Evaluation of DNA extraction protocols and real-time PCR-based methods for efficient investigation of pig traces in foods

Abstract

Industrially processed foods are composed of a complex mixture of molecules combined under specific chemical and physical conditions. Besides their native interactions, most of the ingredients included in processed foods are highly transformed through extreme heat variations, grinding, freezing, pH, and pressure fluctuations in order to reach the desired final product. Due to their complex structure and high level of degradation, processed foods are difficult to analyse. Undeclared components are often detected in processed foods, and accurate diagnostic testing is required to protect those with health, cultural, and religious restrictions. Molecular biology techniques involving PCR are most frequently used for determining the authenticity of foods containing derivatives of living organisms.
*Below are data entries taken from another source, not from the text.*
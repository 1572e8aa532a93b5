//! Worker-partitioned metric aggregation.
//!
//! Each serving worker thread owns one partition. Writes lock only that
//! partition's mutex, which nothing else touches except a snapshot copying it
//! out. The partition map itself is only read-locked while partition handles
//! are cloned.

use std::collections::{BTreeMap, HashMap};
use std::sync::atomic::{AtomicU64, Ordering};
use std::sync::Arc;

use dashmap::DashMap;
use parking_lot::Mutex;
use predictor_core::{MetricError, MetricRecord, MetricType};

use super::histogram::Histogram;

/// Identity of the worker that owns a partition.
pub type WorkerId = u64;

static NEXT_WORKER: AtomicU64 = AtomicU64::new(1);
static GAUGE_SEQ: AtomicU64 = AtomicU64::new(0);

thread_local! {
    static WORKER_ID: WorkerId = NEXT_WORKER.fetch_add(1, Ordering::Relaxed);
}

/// The calling thread's worker identity.
#[must_use]
pub fn current_worker() -> WorkerId {
    WORKER_ID.with(|id| *id)
}

pub const FEEDBACK_COUNT: &str = "feedback_count";
pub const FEEDBACK_REWARD_SUM: &str = "feedback_reward_sum";

// ---------------------------------------------------------------------------
// Entries
// ---------------------------------------------------------------------------

/// `(type, key, sorted tags)`. `BTreeMap` keeps the tags sorted, which makes
/// the map itself the fingerprint.
#[derive(Debug, Clone, PartialEq, Eq, Hash, PartialOrd, Ord)]
struct EntryKey {
    metric_type: MetricType,
    key: String,
    tags: BTreeMap<String, String>,
}

#[derive(Debug, Clone)]
enum EntryValue {
    Counter(f64),
    /// Sequence number orders writes across partitions so merge keeps the
    /// latest.
    Gauge { value: f64, seq: u64 },
    Timer(Histogram),
}

#[derive(Debug, Default)]
struct Partition {
    entries: HashMap<EntryKey, EntryValue>,
}

impl Partition {
    fn apply(&mut self, record: &MetricRecord, method: &str) {
        let mut tags = record.tags.clone();
        tags.insert("method".to_string(), method.to_string());
        let key = EntryKey {
            metric_type: record.metric_type,
            key: record.key.clone(),
            tags,
        };
        match record.metric_type {
            MetricType::COUNTER => {
                let entry = self.entries.entry(key).or_insert(EntryValue::Counter(0.0));
                if let EntryValue::Counter(total) = entry {
                    *total += record.value;
                }
            }
            MetricType::GAUGE => {
                let seq = GAUGE_SEQ.fetch_add(1, Ordering::Relaxed);
                self.entries.insert(
                    key,
                    EntryValue::Gauge {
                        value: record.value,
                        seq,
                    },
                );
            }
            MetricType::TIMER => {
                let entry = self
                    .entries
                    .entry(key)
                    .or_insert_with(|| EntryValue::Timer(Histogram::default()));
                if let EntryValue::Timer(h) = entry {
                    h.observe(record.value / 1000.0);
                }
            }
        }
    }
}

// ---------------------------------------------------------------------------
// Snapshot
// ---------------------------------------------------------------------------

/// Merged value of one metric entry.
#[derive(Debug, Clone, PartialEq)]
pub enum MetricValue {
    Counter(f64),
    Gauge(f64),
    Timer(Histogram),
}

#[derive(Debug, Clone, PartialEq)]
pub struct SnapshotEntry {
    pub metric_type: MetricType,
    pub key: String,
    pub tags: BTreeMap<String, String>,
    pub value: MetricValue,
}

/// Read-only merged view across all partitions, sorted by type, key and tags.
#[derive(Debug, Clone, Default, PartialEq)]
pub struct MetricsSnapshot {
    pub entries: Vec<SnapshotEntry>,
}

impl MetricsSnapshot {
    /// Looks up one entry by its full identity.
    #[must_use]
    pub fn get(
        &self,
        metric_type: MetricType,
        key: &str,
        tags: &[(&str, &str)],
    ) -> Option<&MetricValue> {
        let tags: BTreeMap<String, String> = tags
            .iter()
            .map(|(k, v)| ((*k).to_string(), (*v).to_string()))
            .collect();
        self.entries
            .iter()
            .find(|e| e.metric_type == metric_type && e.key == key && e.tags == tags)
            .map(|e| &e.value)
    }

    /// All entries with the given type and key, whatever their tags.
    pub fn find<'a>(
        &'a self,
        metric_type: MetricType,
        key: &'a str,
    ) -> impl Iterator<Item = &'a SnapshotEntry> + 'a {
        self.entries
            .iter()
            .filter(move |e| e.metric_type == metric_type && e.key == key)
    }
}

// ---------------------------------------------------------------------------
// MetricsAggregator
// ---------------------------------------------------------------------------

/// Process-wide metric store shared by the dispatcher and the exposition
/// endpoint.
#[derive(Debug, Default)]
pub struct MetricsAggregator {
    partitions: DashMap<WorkerId, Arc<Mutex<Partition>>>,
}

impl MetricsAggregator {
    #[must_use]
    pub fn new() -> Self {
        Self::default()
    }

    /// Records a batch into the calling worker's partition.
    ///
    /// # Errors
    ///
    /// Returns the first invalid record's error. Nothing is recorded in that
    /// case.
    pub fn record(&self, records: &[MetricRecord], method: &str) -> Result<(), MetricError> {
        self.record_as(current_worker(), records, method)
    }

    /// Records a batch into an explicit worker's partition.
    ///
    /// # Errors
    ///
    /// Returns the first invalid record's error. Nothing is recorded in that
    /// case.
    pub fn record_as(
        &self,
        worker: WorkerId,
        records: &[MetricRecord],
        method: &str,
    ) -> Result<(), MetricError> {
        for (index, record) in records.iter().enumerate() {
            record.validate(index)?;
        }
        if records.is_empty() {
            return Ok(());
        }
        let partition = self.partition(worker);
        let mut partition = partition.lock();
        for record in records {
            partition.apply(record, method);
        }
        Ok(())
    }

    /// Bumps `feedback_count` and `feedback_reward_sum` for a non-zero reward.
    pub fn record_feedback(&self, reward: f64, method: &str) {
        if reward == 0.0 || !reward.is_finite() {
            return;
        }
        let records = [
            MetricRecord::counter(FEEDBACK_COUNT, 1.0),
            MetricRecord::counter(FEEDBACK_REWARD_SUM, reward),
        ];
        if let Err(err) = self.record(&records, method) {
            tracing::warn!(error = %err, "failed to record feedback counters");
        }
    }

    fn partition(&self, worker: WorkerId) -> Arc<Mutex<Partition>> {
        if let Some(p) = self.partitions.get(&worker) {
            return Arc::clone(p.value());
        }
        Arc::clone(self.partitions.entry(worker).or_default().value())
    }

    /// Merges every partition into one view.
    #[must_use]
    pub fn snapshot(&self) -> MetricsSnapshot {
        let handles: Vec<Arc<Mutex<Partition>>> = self
            .partitions
            .iter()
            .map(|p| Arc::clone(p.value()))
            .collect();

        let mut merged: BTreeMap<EntryKey, EntryValue> = BTreeMap::new();
        for handle in handles {
            let partition = handle.lock().entries.clone();
            for (key, value) in partition {
                match merged.get_mut(&key) {
                    None => {
                        merged.insert(key, value);
                    }
                    Some(existing) => merge_value(existing, &value),
                }
            }
        }

        let entries = merged
            .into_iter()
            .map(|(key, value)| SnapshotEntry {
                metric_type: key.metric_type,
                key: key.key,
                tags: key.tags,
                value: match value {
                    EntryValue::Counter(v) => MetricValue::Counter(v),
                    EntryValue::Gauge { value, .. } => MetricValue::Gauge(value),
                    EntryValue::Timer(h) => MetricValue::Timer(h),
                },
            })
            .collect();
        MetricsSnapshot { entries }
    }

    /// Clears one worker's partition.
    pub fn reset(&self, worker: WorkerId) {
        if let Some(p) = self.partitions.get(&worker) {
            p.lock().entries.clear();
        }
    }

    #[must_use]
    pub fn worker_count(&self) -> usize {
        self.partitions.len()
    }
}

fn merge_value(existing: &mut EntryValue, incoming: &EntryValue) {
    match (existing, incoming) {
        (EntryValue::Counter(a), EntryValue::Counter(b)) => *a += b,
        (
            EntryValue::Gauge { value, seq },
            EntryValue::Gauge {
                value: new_value,
                seq: new_seq,
            },
        ) => {
            if new_seq > seq {
                *value = *new_value;
                *seq = *new_seq;
            }
        }
        (EntryValue::Timer(a), EntryValue::Timer(b)) => a.merge(b),
        // The entry key includes the type, so kinds never mix.
        _ => {}
    }
}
In the present work, we investigated four different DNA extraction protocols of three commercial kits, two different quantitative PCR (qPCR) techniques, and six different primer pairs. We analysed 96 extracts (12 samples from each of the eight products) by SYBR Green-based qPCR using the two most specific and sensitive primer pairs, and compared these results to those obtained with standard commercial kits that use dual dye-labelled probes. Adopting high-efficiency DNA extraction protocols, our findings highlighted the importance of targeting several small regions of the mitochondrial genome to effectively detect small traces of porcine products, and reduce the risk of false-negative results. Adopting these will ensure that consumers can make accurate and informed choices.